Dayton Daily News

Court: Netherland­s 10% liable in Srebrenica deaths

- Palko Karasz

LONDON — The Dutch Supreme Court on Friday upheld a decision that the Netherland­s was partly responsibl­e for the deaths of 350 Muslim men during the 1995 Srebrenica massacre, but it slashed the level of liability for the Dutch government that was establishe­d in an earlier ruling.

An estimated 8,000 Muslim men and boys were killed by Bosnian Serb paramilita­ries after the storming of Srebrenica — a then mostly Muslim town in what is now the semiautono­mous Serb region of Bosnia and Herzegovin­a — under the noses of Dutch peacekeepi­ng troops assigned by the United Nations to protect it. The massacre was the worst in Europe since World War II.

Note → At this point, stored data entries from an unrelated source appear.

use async_trait::async_trait;
use chrono::{DateTime, Utc};
use uuid::Uuid;

use super::{into_forest, validate_new_comment, validate_parent, CommentGateway};
use crate::{
    db::{
        models::{AuthorProfile, CommentRecord, CommentView},
        Database,
    },
    error::{AppError, Result},
    services::thread::{self, Thread},
};

const COMMENT_COLUMNS: &str =
    "id, file_id, user_id, content, parent_id, created_at, is_deleted, is_pinned";

/// Comment store over the local SQLite mirror.
pub struct LocalGateway {
    db: Database,
}

impl LocalGateway {
    pub fn new(db: Database) -> Self {
        Self { db }
    }
}

#[derive(sqlx::FromRow)]
struct CommentViewRow {
    id: String,
    file_id: String,
    user_id: String,
    content: String,
    parent_id: Option<String>,
    created_at: DateTime<Utc>,
    is_deleted: bool,
    is_pinned: bool,
    likes_count: i64,
    username: Option<String>,
    avatar_url: Option<String>,
    liked_by_viewer: bool,
}

impl From<CommentViewRow> for CommentView {
    fn from(row: CommentViewRow) -> Self {
        let author = row.username.map(|username| AuthorProfile {
            username,
            avatar_url: row.avatar_url,
        });
        CommentView {
            comment: CommentRecord {
                id: row.id,
                file_id: row.file_id,
                user_id: row.user_id,
                content: row.content,
                parent_id: row.parent_id,
                created_at: row.created_at,
                is_deleted: row.is_deleted,
                is_pinned: row.is_pinned,
            },
            author,
            likes_count: row.likes_count,
            liked_by_viewer: row.liked_by_viewer,
        }
    }
}

#[async_trait]
impl CommentGateway for LocalGateway {
    fn backend(&self) -> &'static str {
        "local"
    }

    async fn list(&self, file_id: &str, viewer_id: &str) -> Result<Vec<Thread<CommentView>>> {
        let rows = sqlx::query_as::<_, CommentViewRow>(
            r#"
            SELECT c.id, c.file_id, c.user_id, c.content, c.parent_id, c.created_at,
                   c.is_deleted, c.is_pinned, c.likes_count, p.username, p.avatar_url,
                   EXISTS (
                       SELECT 1 FROM comment_likes l
                       WHERE l.comment_id = c.id AND l.user_id = ?
                   ) AS liked_by_viewer
            FROM comments c
            LEFT JOIN profiles p ON p.id = c.user_id
            WHERE c.file_id = ? AND c.is_deleted = 0
            "#,
        )
        .bind(viewer_id)
        .bind(file_id)
        .fetch_all(&self.db.pool)
        .await?;

        let views: Vec<CommentView> = rows.into_iter().map(CommentView::from).collect();
        Ok(into_forest(views))
    }

    async fn add(
        &self,
        file_id: &str,
        author_id: &str,
        content: &str,
        parent_id: Option<&str>,
    ) -> Result<CommentRecord> {
        let content = validate_new_comment(file_id, author_id, content)?;

        if let Some(parent_id) = parent_id {
            let parent = self.find(parent_id).await?;
            validate_parent(parent.as_ref(), file_id)?;
        }

        let comment = CommentRecord {
            id: Uuid::new_v4().to_string(),
            file_id: file_id.to_string(),
            user_id: author_id.to_string(),
            content: content.to_string(),
            parent_id: parent_id.map(str::to_string),
            created_at: Utc::now(),
            is_deleted: false,
            is_pinned: false,
        };

        sqlx::query(
            "INSERT INTO comments (id, file_id, user_id, content, parent_id, created_at, likes_count, is_deleted, is_pinned) VALUES (?, ?, ?, ?, ?, ?, 0, 0, 0)",
        )
        .bind(&comment.id)
        .bind(&comment.file_id)
        .bind(&comment.user_id)
        .bind(&comment.content)
        .bind(&comment.parent_id)
        .bind(comment.created_at.to_rfc3339())
        .execute(&self.db.pool)
        .await?;

        tracing::debug!(comment_id = %comment.id, file_id, "Comment added");
        Ok(comment)
    }

    async fn delete(&self, comment_id: &str) -> Result<usize> {
        let mut tx = self.db.pool.begin().await?;

        let (file_id,) = sqlx::query_as::<_, (String,)>(
            "SELECT file_id FROM comments WHERE id = ? AND is_deleted = 0",
        )
        .bind(comment_id)
        .fetch_optional(&mut *tx)
        .await?
        .ok_or_else(|| AppError::NotFound("Comment not found".to_string()))?;

        let siblings = sqlx::query_as::<_, CommentRecord>(&format!(
            "SELECT {COMMENT_COLUMNS} FROM comments WHERE file_id = ? AND is_deleted = 0"
        ))
        .bind(&file_id)
        .fetch_all(&mut *tx)
        .await?;

        let doomed = thread::descendants(&siblings, comment_id);
        for id in &doomed {
            sqlx::query("DELETE FROM comment_likes WHERE comment_id = ?")
                .bind(id)
                .execute(&mut *tx)
                .await?;
            sqlx::query("DELETE FROM comments WHERE id = ?")
                .bind(id)
                .execute(&mut *tx)
                .await?;
        }

        tx.commit().await?;

        tracing::info!(comment_id, removed = doomed.len(), "Comment thread deleted");
        Ok(doomed.len())
    }

    async fn toggle_like(&self, comment_id: &str, viewer_id: &str) -> Result<bool> {
        let mut tx = self.db.pool.begin().await?;

        let exists = sqlx::query_scalar::<_, i64>(
            "SELECT COUNT(*) FROM comments WHERE id = ? AND is_deleted = 0",
        )
        .bind(comment_id)
        .fetch_one(&mut *tx)
        .await?;
        if exists == 0 {
            return Err(AppError::NotFound("Comment not found".to_string()));
        }

        let removed = sqlx::query("DELETE FROM comment_likes WHERE comment_id = ? AND user_id = ?")
            .bind(comment_id)
            .bind(viewer_id)
            .execute(&mut *tx)
            .await?
            .rows_affected();

        let liked = if removed > 0 {
            sqlx::query("UPDATE comments SET likes_count = MAX(likes_count - 1, 0) WHERE id = ?")
                .bind(comment_id)
                .execute(&mut *tx)
                .await?;
            false
        } else {
            sqlx::query("INSERT INTO comment_likes (user_id, comment_id, created_at) VALUES (?, ?, ?)")
                .bind(viewer_id)
                .bind(comment_id)
                .bind(Utc::now().to_rfc3339())
                .execute(&mut *tx)
                .await?;
            sqlx::query("UPDATE comments SET likes_count = likes_count + 1 WHERE id = ?")
                .bind(comment_id)
                .execute(&mut *tx)
                .await?;
            true
        };

        tx.commit().await?;

        tracing::debug!(comment_id, viewer_id, liked, "Comment like toggled");
        Ok(liked)
    }

    async fn toggle_pin(&self, comment_id: &str, pinned: bool) -> Result<bool> {
        let updated = sqlx::query("UPDATE comments SET is_pinned = ? WHERE id = ? AND is_deleted = 0")
            .bind(pinned)
            .bind(comment_id)
            .execute(&self.db.pool)
            .await?
            .rows_affected();

        if updated == 0 {
            return Err(AppError::NotFound("Comment not found".to_string()));
        }

        tracing::debug!(comment_id, pinned, "Comment pin toggled");
        Ok(pinned)
    }

    async fn find(&self, comment_id: &str) -> Result<Option<CommentRecord>> {
        let comment = sqlx::query_as::<_, CommentRecord>(&format!(
            "SELECT {COMMENT_COLUMNS} FROM comments WHERE id = ? AND is_deleted = 0"
        ))
        .bind(comment_id)
        .fetch_optional(&self.db.pool)
        .await?;

        Ok(comment)
    }

    async fn file_owner(&self, file_id: &str) -> Result<Option<String>> {
        let owner = sqlx::query_scalar::<_, String>("SELECT user_id FROM files WHERE id = ?")
            .bind(file_id)
            .fetch_optional(&self.db.pool)
            .await?;

        Ok(owner)
    }
}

In a summary of the judgment posted online, the court said it accepted the state’s liability for damages suffered by the surviving relatives of 350 men who were ordered by Dutch troops to leave the peacekeepe­rs’ compound two days after the town was taken and said they could claim compensati­on.

But it limited that liability to 10%, a significan­t reduction from a 2017 court ruling by a Dutch court that establishe­d the state’s responsibi­lity at 30%, meaning that the amount of damages that can be claimed from the Dutch government was similarly diminished.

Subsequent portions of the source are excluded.